Petrol and diesel prices in India are unlikely to be raised in the immediate future despite a sharp surge in global crude oil prices triggered by escalating tensions in the Middle East, according to government sources.
The government is currently expected to ask state-run oil marketing companies (OMCs) to absorb the impact of higher international prices for the time being, which may result in lower profit margins for the companies.
International crude prices surged sharply at the start of the week. West Texas Intermediate (WTI) rose about 27 per cent to around $116 per barrel, while Brent crude also climbed roughly 28 per cent to a similar level. Both benchmarks have now crossed the $100 mark for the first time since 2022.
The rally in oil prices followed escalating hostilities in the Middle East and concerns over disruptions to supply routes, particularly through the Strait of Hormuz, one of the world’s most critical energy shipping corridors.
Despite the global surge, retail fuel prices across India have remained unchanged so far. Although domestic petrol and diesel prices generally move in line with international crude trends, the government has in the past asked oil companies to absorb price fluctuations during periods of extreme volatility.

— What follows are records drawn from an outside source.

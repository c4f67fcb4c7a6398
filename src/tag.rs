//! Boundary-tag layout.
//!
//! Every block is delimited by two tags: a header at its first unit and a
//! footer at its last, both encoding the same `(size, allocated)` record.
//! Agreement between the two is what lets a neighbor be found by address
//! arithmetic alone: the footer of the block to the left sits exactly one
//! unit below any header. This is the basis of O(1) coalescing.
//!
//! ```text
//!   one block, N units:
//!
//!   ┌────────┬────────┬────────┬─────────────────┬────────┐
//!   │ header │ prev*  │ next*  │     payload     │ footer │
//!   │ (N, a) │        │        │                 │ (N, a) │
//!   └────────┴────────┴────────┴─────────────────┴────────┘
//!                                                 * link units are live
//!                                                   only while free
//! ```
//!
//! A tag is stored as one little-endian u64 word: the allocation flag in
//! bit 0, the size in units in the remaining bits. The in-memory [`Tag`]
//! is a plain record; the word packing is purely an on-buffer codec.

use crate::types::UnitIndex;
use byteorder::{ByteOrder, LittleEndian};

pub(crate) use crate::types::{MIN_BLOCK_UNITS, UNIT_BYTES};

/// A decoded boundary tag.
#[derive(Debug, Clone, Copy, PartialEq, Eq)]
pub struct Tag {
    /// Block size in units, counting both tags.
    pub units: u64,
    /// Whether the block is currently allocated.
    pub allocated: bool,
}

impl Tag {
    /// Tag for an allocated block of `units` units.
    #[must_use]
    pub const fn allocated(units: u64) -> Self {
        Self {
            units,
            allocated: true,
        }
    }

    /// Tag for a free block of `units` units.
    #[must_use]
    pub const fn free(units: u64) -> Self {
        Self {
            units,
            allocated: false,
        }
    }

    fn encode(self) -> u64 {
        (self.units << 1) | self.allocated as u64
    }

    fn decode(word: u64) -> Self {
        Self {
            units: word >> 1,
            allocated: word & 1 == 1,
        }
    }
}

/// Round a byte count up to whole units.
#[must_use]
pub const fn units_for_bytes(bytes: usize) -> u64 {
    bytes.div_ceil(UNIT_BYTES) as u64
}

/// Byte count of a whole number of units.
#[must_use]
pub const fn bytes_for_units(units: u64) -> usize {
    units as usize * UNIT_BYTES
}

/// Read the tag stored at `at`.
pub(crate) fn read_tag(cells: &[u8], at: UnitIndex) -> Tag {
    Tag::decode(LittleEndian::read_u64(&cells[at.byte()..at.byte() + UNIT_BYTES]))
}

/// Write a single tag at `at`.
///
/// Only the one-unit high sentinel is ever written through this; real
/// blocks go through [`write_pair`] so header and footer are never
/// observed disagreeing.
pub(crate) fn write_tag(cells: &mut [u8], at: UnitIndex, tag: Tag) {
    LittleEndian::write_u64(&mut cells[at.byte()..at.byte() + UNIT_BYTES], tag.encode());
}

/// Write a block's header and footer together.
pub(crate) fn write_pair(cells: &mut [u8], start: UnitIndex, tag: Tag) {
    write_tag(cells, start, tag);
    write_tag(cells, start.add(tag.units - 1), tag);
}

/// Read a free-list link stored in the `slot`-th payload unit of `block`
/// (slot 0 = prev, slot 1 = next).
pub(crate) fn read_link(cells: &[u8], block: UnitIndex, slot: u64) -> UnitIndex {
    let at = block.add(1 + slot);
    UnitIndex::new(LittleEndian::read_u64(
        &cells[at.byte()..at.byte() + UNIT_BYTES],
    ))
}

/// Write a free-list link into the `slot`-th payload unit of `block`.
pub(crate) fn write_link(cells: &mut [u8], block: UnitIndex, slot: u64, to: UnitIndex) {
    let at = block.add(1 + slot);
    LittleEndian::write_u64(&mut cells[at.byte()..at.byte() + UNIT_BYTES], to.get());
}

/// Slot index of the prev link.
pub(crate) const PREV: u64 = 0;
/// Slot index of the next link.
pub(crate) const NEXT: u64 = 1;

#[cfg(test)]
mod tests {
    use super::*;

    #[test]
    fn tag_word_roundtrip() {
        for tag in [Tag::free(4), Tag::allocated(4), Tag::free(513), Tag::allocated(1)] {
            assert_eq!(Tag::decode(tag.encode()), tag);
        }
    }

    #[test]
    fn unit_math() {
        assert_eq!(units_for_bytes(0), 0);
        assert_eq!(units_for_bytes(1), 1);
        assert_eq!(units_for_bytes(8), 1);
        assert_eq!(units_for_bytes(9), 2);
        assert_eq!(units_for_bytes(16), 2);
        assert_eq!(bytes_for_units(3), 24);
    }

    #[test]
    fn pair_write_lands_at_both_ends() {
        let mut cells = vec![0u8; 6 * UNIT_BYTES];
        write_pair(&mut cells, UnitIndex::new(1), Tag::free(5));

        assert_eq!(read_tag(&cells, UnitIndex::new(1)), Tag::free(5));
        assert_eq!(read_tag(&cells, UnitIndex::new(5)), Tag::free(5));
        // Unit 0 untouched.
        assert_eq!(read_tag(&cells, UnitIndex::new(0)), Tag::free(0));
    }

    #[test]
    fn links_occupy_first_two_payload_units() {
        let mut cells = vec![0u8; 4 * UNIT_BYTES];
        let block = UnitIndex::new(0);
        write_link(&mut cells, block, PREV, UnitIndex::new(7));
        write_link(&mut cells, block, NEXT, UnitIndex::new(9));

        assert_eq!(read_link(&cells, block, PREV), UnitIndex::new(7));
        assert_eq!(read_link(&cells, block, NEXT), UnitIndex::new(9));
        assert_eq!(LittleEndian::read_u64(&cells[8..16]), 7);
        assert_eq!(LittleEndian::read_u64(&cells[16..24]), 9);
    }
}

Officials indicated over the weekend that fuel prices would not be increased immediately, noting that India’s energy stock levels are improving and the supply situation appears to be stabilising.

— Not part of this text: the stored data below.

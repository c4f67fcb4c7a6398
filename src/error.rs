//! Error types for heap operations.
//!
//! Two kinds of failure exist at the API boundary, both reported by value:
//! exhaustion of the backing segment, and a handle that does not name a
//! currently allocated block. Neither is fatal and neither leaves the heap
//! in a modified state.

use thiserror::Error;

/// The error type for heap operations.
#[derive(Error, Debug, Clone, PartialEq, Eq)]
pub enum HeapError {
    /// The backing segment could not be extended to satisfy a request.
    #[error("H001: out of memory: requested {requested} bytes, {available} bytes available")]
    OutOfMemory {
        /// Number of bytes the segment was asked to grow by.
        requested: u64,
        /// Number of bytes still available in the segment.
        available: u64,
    },

    /// A handle passed to `free` or `reallocate` does not name a currently
    /// allocated block (never allocated, already freed, interior, or
    /// misaligned).
    #[error("H002: invalid pointer 0x{offset:08x}: {cause}")]
    InvalidPointer {
        /// The offending payload byte offset.
        offset: u64,
        /// Why validation rejected it.
        cause: &'static str,
    },
}

/// Convenient result type for heap operations.
pub type Result<T> = std::result::Result<T, HeapError>;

The government’s confidence has also been supported by efforts to diversify crude oil imports. India has increased purchases from suppliers outside the Strait of Hormuz route in recent years in order to reduce exposure to geopolitical risks in the region.
According to officials, earlier about 60 per cent of India’s crude imports came from sources outside the strategic shipping corridor. That share has now risen to around 70 per cent.

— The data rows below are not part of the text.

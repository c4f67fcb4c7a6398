//! The heap: lifecycle, allocate/free/reallocate, and handle validation.
//!
//! A [`Heap`] owns its backing [`Segment`] and the free-list anchor; all
//! allocator state lives in this one context object, so independent heaps
//! coexist and tests are deterministic. The segment always holds a 4-unit
//! allocated sentinel block at its low end and a 1-unit allocated sentinel
//! tag at its high end, so neighbor arithmetic never needs edge checks:
//!
//! ```text
//!   ┌──────────────┬─────────────────────────────────────┬──────────┐
//!   │ low sentinel │  blocks (allocated and free, mixed) │ high     │
//!   │ 4 units,     │                                     │ sentinel │
//!   │ always       │  grows on exhaustion ──────────▶    │ 1 unit   │
//!   │ allocated    │                                     │          │
//!   └──────────────┴─────────────────────────────────────┴──────────┘
//! ```
//!
//! On a fresh heap the low sentinel doubles as the self-linked free-list
//! anchor. Being allocated, a fit search that finds only the sentinel
//! correctly concludes "nothing free" and grows the segment instead of
//! mis-selecting it.

use crate::error::{HeapError, Result};
use crate::freelist;
use crate::store::{Segment, DEFAULT_SEGMENT_BYTES};
use crate::strategy::{self, FitStrategy};
use crate::tag::{
    bytes_for_units, read_tag, units_for_bytes, write_link, write_pair, write_tag, Tag,
    MIN_BLOCK_UNITS, NEXT, PREV, UNIT_BYTES,
};
use crate::types::{HeapPtr, UnitIndex};
use serde::{Deserialize, Serialize};

/// Default growth granule: 4 KiB.
pub const DEFAULT_PAGE_BYTES: usize = 4096;

/// Configuration for heap creation.
#[derive(Debug, Clone, Serialize, Deserialize)]
pub struct HeapConfig {
    /// Capacity limit of the backing segment in bytes.
    pub capacity: usize,
    /// Minimum growth granule in bytes.
    pub page_bytes: usize,
    /// Block-selection policy.
    pub strategy: FitStrategy,
}

impl Default for HeapConfig {
    fn default() -> Self {
        Self {
            capacity: DEFAULT_SEGMENT_BYTES,
            page_bytes: DEFAULT_PAGE_BYTES,
            strategy: FitStrategy::default(),
        }
    }
}

impl HeapConfig {
    /// Set the segment capacity limit.
    #[must_use]
    pub fn with_capacity(mut self, capacity: usize) -> Self {
        self.capacity = capacity;
        self
    }

    /// Set the growth granule.
    #[must_use]
    pub fn with_page_bytes(mut self, page_bytes: usize) -> Self {
        self.page_bytes = page_bytes;
        self
    }

    /// Set the block-selection policy.
    #[must_use]
    pub fn with_strategy(mut self, strategy: FitStrategy) -> Self {
        self.strategy = strategy;
        self
    }
}

/// A point-in-time summary of the heap, computed by a boundary-tag walk.
#[derive(Debug, Clone, Copy, PartialEq, Eq, Serialize)]
pub struct HeapStats {
    /// Total segment size in units, sentinels included.
    pub total_units: u64,
    /// Units in free blocks.
    pub free_units: u64,
    /// Number of free blocks.
    pub free_blocks: usize,
    /// Number of allocated blocks, sentinels excluded.
    pub allocated_blocks: usize,
    /// Size of the largest free block in units.
    pub largest_free: u64,
}

/// A boundary-tag heap allocator over a growable segment.
#[derive(Debug)]
pub struct Heap {
    store: Segment,
    anchor: UnitIndex,
    started: bool,
    config: HeapConfig,
}

impl Default for Heap {
    fn default() -> Self {
        Self::new(HeapConfig::default())
    }
}

impl Heap {
    /// Create a heap with the given configuration.
    ///
    /// No backing memory is claimed yet; the segment is laid out on
    /// [`init`](Heap::init) or lazily on the first allocation.
    #[must_use]
    pub fn new(config: HeapConfig) -> Self {
        Self {
            store: Segment::new(config.capacity),
            anchor: UnitIndex::new(0),
            started: false,
            config,
        }
    }

    /// The heap's configuration.
    #[must_use]
    pub fn config(&self) -> &HeapConfig {
        &self.config
    }

    /// Switch the block-selection policy for subsequent allocations.
    pub fn set_strategy(&mut self, strategy: FitStrategy) {
        self.config.strategy = strategy;
    }

    /// Lay out the initial minimal segment (sentinels only) if the heap
    /// is not already initialized.
    pub fn init(&mut self) -> Result<()> {
        if !self.started {
            self.restart()?;
        }
        Ok(())
    }

    /// Tear down to the initial minimal state, keeping the backing
    /// storage. All outstanding handles become invalid.
    pub fn reset(&mut self) -> Result<()> {
        self.store.reset();
        self.started = false;
        self.restart()
    }

    /// Release the backing storage and clear allocator state. A later
    /// allocation lazily re-initializes the heap.
    pub fn deinit(&mut self) {
        self.store.release();
        self.started = false;
        tracing::debug!("heap deinitialized");
    }

    /// Allocate at least `bytes` bytes, returning a handle to the
    /// payload. Initializes the heap lazily if needed.
    ///
    /// # Errors
    ///
    /// [`HeapError::OutOfMemory`] when the backing segment cannot grow
    /// enough to satisfy the request.
    pub fn allocate(&mut self, bytes: usize) -> Result<HeapPtr> {
        if !self.started {
            self.restart()?;
        }
        let required = Self::block_units(bytes);
        self.check_request(bytes, required)?;
        let (strategy, page_units) = (self.config.strategy, self.page_units());
        let block = strategy::acquire(
            &mut self.store,
            &mut self.anchor,
            strategy,
            page_units,
            required,
        )?;
        Ok(Self::payload_ptr(block))
    }

    /// Return an allocated block to the free list.
    ///
    /// Freeing the null handle is a no-op. Any other handle that does not
    /// validate (never allocated, already freed, interior, misaligned) is
    /// rejected with [`HeapError::InvalidPointer`] and the heap is left
    /// unchanged.
    pub fn free(&mut self, ptr: HeapPtr) -> Result<()> {
        if ptr.is_null() {
            return Ok(());
        }
        let block = self.resolve(ptr)?;
        freelist::insert(self.store.cells_mut(), &mut self.anchor, block);
        Ok(())
    }

    /// Resize an allocation to at least `bytes` bytes.
    ///
    /// The null handle behaves as [`allocate`](Heap::allocate). If the
    /// existing block's capacity already covers the request, the same
    /// handle is returned unchanged (blocks are never shrunk). Otherwise
    /// a new block is acquired, the old payload copied over, and the old
    /// block freed. If acquiring the new block fails, the original block
    /// is left intact and unfreed.
    ///
    /// # Errors
    ///
    /// [`HeapError::InvalidPointer`] for a handle that does not validate;
    /// [`HeapError::OutOfMemory`] when a needed grow is refused.
    pub fn reallocate(&mut self, ptr: HeapPtr, bytes: usize) -> Result<HeapPtr> {
        if ptr.is_null() {
            return self.allocate(bytes);
        }
        let block = self.resolve(ptr)?;
        let have = read_tag(self.store.cells(), block).units;
        let need = Self::block_units(bytes);
        if have >= need {
            return Ok(ptr);
        }
        self.check_request(bytes, need)?;

        // Acquire first: on failure the original block must stay valid.
        let (strategy, page_units) = (self.config.strategy, self.page_units());
        let new_block = strategy::acquire(
            &mut self.store,
            &mut self.anchor,
            strategy,
            page_units,
            need,
        )?;

        let src = block.add(1).byte();
        let dst = new_block.add(1).byte();
        let len = bytes_for_units(have - 2);
        let cells = self.store.cells_mut();
        cells.copy_within(src..src + len, dst);

        freelist::insert(cells, &mut self.anchor, block);
        Ok(Self::payload_ptr(new_block))
    }

    /// Validated read access to a block's full usable byte span.
    pub fn payload(&self, ptr: HeapPtr) -> Result<&[u8]> {
        let block = self.resolve(ptr)?;
        let units = read_tag(self.store.cells(), block).units;
        let start = block.add(1).byte();
        Ok(&self.store.cells()[start..start + bytes_for_units(units - 2)])
    }

    /// Validated write access to a block's full usable byte span.
    pub fn payload_mut(&mut self, ptr: HeapPtr) -> Result<&mut [u8]> {
        let block = self.resolve(ptr)?;
        let units = read_tag(self.store.cells(), block).units;
        let start = block.add(1).byte();
        Ok(&mut self.store.cells_mut()[start..start + bytes_for_units(units - 2)])
    }

    /// Summarize the heap with a boundary-tag walk. An uninitialized
    /// heap reports all zeroes.
    #[must_use]
    pub fn stats(&self) -> HeapStats {
        let mut stats = HeapStats {
            total_units: 0,
            free_units: 0,
            free_blocks: 0,
            allocated_blocks: 0,
            largest_free: 0,
        };
        if !self.started {
            return stats;
        }
        let cells = self.store.cells();
        let total = (self.store.high() / UNIT_BYTES) as u64;
        stats.total_units = total;

        // Walk the real blocks between the sentinels.
        let mut at = MIN_BLOCK_UNITS;
        while at < total - 1 {
            let tag = read_tag(cells, UnitIndex::new(at));
            if tag.allocated {
                stats.allocated_blocks += 1;
            } else {
                stats.free_blocks += 1;
                stats.free_units += tag.units;
                stats.largest_free = stats.largest_free.max(tag.units);
            }
            at += tag.units;
        }
        stats
    }

    fn restart(&mut self) -> Result<()> {
        self.store.extend(bytes_for_units(MIN_BLOCK_UNITS + 1))?;
        let cells = self.store.cells_mut();
        let sentinel = UnitIndex::new(0);
        write_pair(cells, sentinel, Tag::allocated(MIN_BLOCK_UNITS));
        write_link(cells, sentinel, PREV, sentinel);
        write_link(cells, sentinel, NEXT, sentinel);
        write_tag(cells, sentinel.add(MIN_BLOCK_UNITS), Tag::allocated(1));
        self.anchor = sentinel;
        self.started = true;
        tracing::debug!(capacity = self.config.capacity, "heap initialized");
        Ok(())
    }

    /// Units a request of `bytes` occupies: payload rounded up, plus the
    /// tag pair, clamped to the minimum block size.
    fn block_units(bytes: usize) -> u64 {
        (units_for_bytes(bytes) + 2).max(MIN_BLOCK_UNITS)
    }

    fn page_units(&self) -> u64 {
        units_for_bytes(self.config.page_bytes)
            .max(MIN_BLOCK_UNITS)
            .min(self.limit_units())
    }

    /// Units the capacity limit can ever hold.
    fn limit_units(&self) -> u64 {
        (self.store.limit() / UNIT_BYTES) as u64
    }

    /// Reject a request too large for the capacity limit before any unit
    /// count is converted back to bytes, which would overflow for sizes
    /// near `usize::MAX`.
    fn check_request(&self, bytes: usize, required: u64) -> Result<()> {
        if required > self.limit_units() {
            return Err(HeapError::OutOfMemory {
                requested: bytes as u64,
                available: (self.store.limit() - self.store.high()) as u64,
            });
        }
        Ok(())
    }

    fn payload_ptr(block: UnitIndex) -> HeapPtr {
        HeapPtr::new(block.add(1).byte() as u64)
    }

    /// Validate a handle down to its block header.
    ///
    /// Fast path: unit-aligned, strictly inside the segment, header in
    /// real-block range, marked allocated with a consistent footer. When
    /// the structural check is inconclusive, a linear walk from the low
    /// sentinel locates the containing block and confirms the handle is
    /// exactly its payload start and the block is allocated.
    fn resolve(&self, ptr: HeapPtr) -> Result<UnitIndex> {
        let invalid = |cause| HeapError::InvalidPointer {
            offset: ptr.offset(),
            cause,
        };
        if !self.started {
            return Err(invalid("heap is not initialized"));
        }
        let off = ptr.offset();
        if off == 0 || off >= self.store.high() as u64 {
            return Err(invalid("outside segment bounds"));
        }
        if off % UNIT_BYTES as u64 != 0 {
            return Err(invalid("not aligned to a unit boundary"));
        }

        let cells = self.store.cells();
        let total = (self.store.high() / UNIT_BYTES) as u64;
        let header = ptr.header_unit();

        if header.get() >= MIN_BLOCK_UNITS {
            let tag = read_tag(cells, header);
            if tag.allocated
                && tag.units >= MIN_BLOCK_UNITS
                && header.get() + tag.units < total
            {
                let foot = read_tag(cells, header.add(tag.units - 1));
                if foot == tag {
                    return Ok(header);
                }
            }
        }

        // Fallback: walk block-by-block from the low sentinel.
        let mut at = 0u64;
        while at < total {
            let tag = read_tag(cells, UnitIndex::new(at));
            if tag.units == 0 {
                // Corrupt size would loop forever; stop and reject.
                break;
            }
            let end = at + tag.units;
            if header.get() < end {
                if at == header.get()
                    && tag.allocated
                    && at >= MIN_BLOCK_UNITS
                    && end < total
                {
                    return Ok(header);
                }
                break;
            }
            at = end;
        }
        Err(invalid("not the payload start of an allocated block"))
    }
}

Sources also noted that the first cargo of crude oil has recently begun moving again through the Strait of Hormuz, suggesting that supply flows may be gradually stabilising despite ongoing tensions.
However, energy market experts have warned that prolonged conflict in the region could trigger severe disruptions. Qatar’s energy minister Saad al-Kaabi recently cautioned that if the war continues for more than a few days, Gulf exporters might be forced to declare force majeure and halt deliveries, potentially pushing oil prices to $150 per barrel and natural gas prices to $40 per MMBtu within weeks.
Meanwhile, US President Donald Trump has defended the recent surge in oil prices, describing it as a temporary consequence of efforts to counter Iran’s nuclear programme. He said higher energy prices were a short-term cost linked to ensuring long-term global security.